There are thirty songs on the new album. Most of them are quite playable on radio; several of them are really great radio stuff. But how could their Top 40 react? Certainly, no number of them could suddenly go on the charts. It was impossible to measure which ones people liked most. People were pretty much above the usual manipulation that makes them like whatever they are given because the album was so generally known. There were all kinds of moods in the album so it was a perfect weapon for the disc jockeys to use to control the flow. And some songs were played effectively on MEX; but on the whole, their play was less than the interest of the music normally would have demanded.

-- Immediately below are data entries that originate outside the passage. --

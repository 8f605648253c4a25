//! LLM Client Trait
//!
//! Minimal chat interface used by the security escalation stage.

pub mod openai_compat;

pub use openai_compat::OpenAiCompatClient;

use anyhow::Result;
use async_trait::async_trait;

#[async_trait]
pub trait LlmClient: Send + Sync {
    /// Call the LLM with system + user prompts, return raw text response
    async fn chat(&self, system_prompt: &str, user_prompt: &str) -> Result<String>;

    /// Call the LLM expecting a JSON object in the response
    async fn chat_json(&self, system_prompt: &str, user_prompt: &str) -> Result<String>;

    /// Get the model name for logging
    fn model_name(&self) -> &str;

    /// Get the provider name for logging
    fn provider_name(&self) -> &str;
}
//! NL2Operator: natural language to semantic operator DAG
//!
//! Pipeline: text -> entities -> intent -> operator chain -> confidence,
//! with alternative readings when the parse is ambiguous.

pub mod entity_extractor;
pub mod operator_generator;
pub mod parser;
pub mod recognizer;

use floatchat_types::QueryIntent;
use serde::{Deserialize, Serialize};
use std::collections::HashMap;

pub use entity_extractor::EntityExtractor;
pub use operator_generator::OperatorGenerator;
pub use parser::{IntentDetector, SemanticParser};
pub use recognizer::{EntityLabel, NamedEntityRecognizer, NamedSpan, RuleBasedRecognizer};

/// Conversation state carried between turns by the caller
#[derive(Debug, Clone, Default, Serialize, Deserialize)]
pub struct ParseContext {
    /// Previous turn's intent
    #[serde(default)]
    pub last_intent: Option<QueryIntent>,
    /// Entities remembered for the session, e.g. `"region" -> "Arabian Sea"`
    #[serde(default)]
    pub session_entities: HashMap<String, String>,
}

impl ParseContext {
    pub fn new() -> Self {
        Self::default()
    }

    pub fn with_entity(mut self, key: impl Into<String>, value: impl Into<String>) -> Self {
        self.session_entities.insert(key.into(), value.into());
        self
    }
}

It should be added that the album is still being played. But one suspects that if they weren't the Beatles, none of it ever would have been played. Not that all interesting music on albums ought to go on the radio, but that music which is well suited to do the kinds of things that radio does for us ought to be played. And now, even though MEX is playing album cuts, there is no way to effectively get these songs into the Top 40 without first getting them released as a single.

And there are other ways in which we suspect WMEX is not living up to the full potential of the medium. Of course, they still play some pretty awful songs: "You can hang yourself by not playing Jeannie C. Riley and the 1910 Fruit Gum Company," said Bud Ballou.

Bud Ballou does the evening show leading up to the late night talk show (the only way I can excuse the latter is by saying it makes us appreciate the rock shows all the more when we do get them). Ballou says that he thinks he would be able to identify much more closely with disc jockeys called the WMEX Bad Guys instead of, as it is now, the Good Guys.

His entire come-on is very cynical with feints towards being nasty, and transparent attempts to make enemies. Again we are up against something "unnatural." What is it in cynicism that appears to us so appealing, especially when the trip guide in the flow is the cynic?

I think that the message in cynicism is, in effect, that: we don't know anything really about our own existence, all we can do is to feel, but we do know that we can't accept the explanations that are given to us. Cynicism is a denial, and that is a good way of saying that we only trust what we experience and know to be true.

What I have just described isn't a message that Ballou, himself, is trying to get across. It's the kind of thinking his radio experience makes us feel like.

Cousin Duffy on the other hand, is a really "out front" personality (to borrow a term from The Electric Kool-Aid Acid Test). That is to say that he is very direct, brings out front what is on his mind, and is terrificly aware of the moment. He has a neat trick of making you aware of a greater sphere of existence than the most immediate ones, as, for example, he places you not only in the time of day, but the time of year. It really helps you deal with the flow if someone does that kind of thing.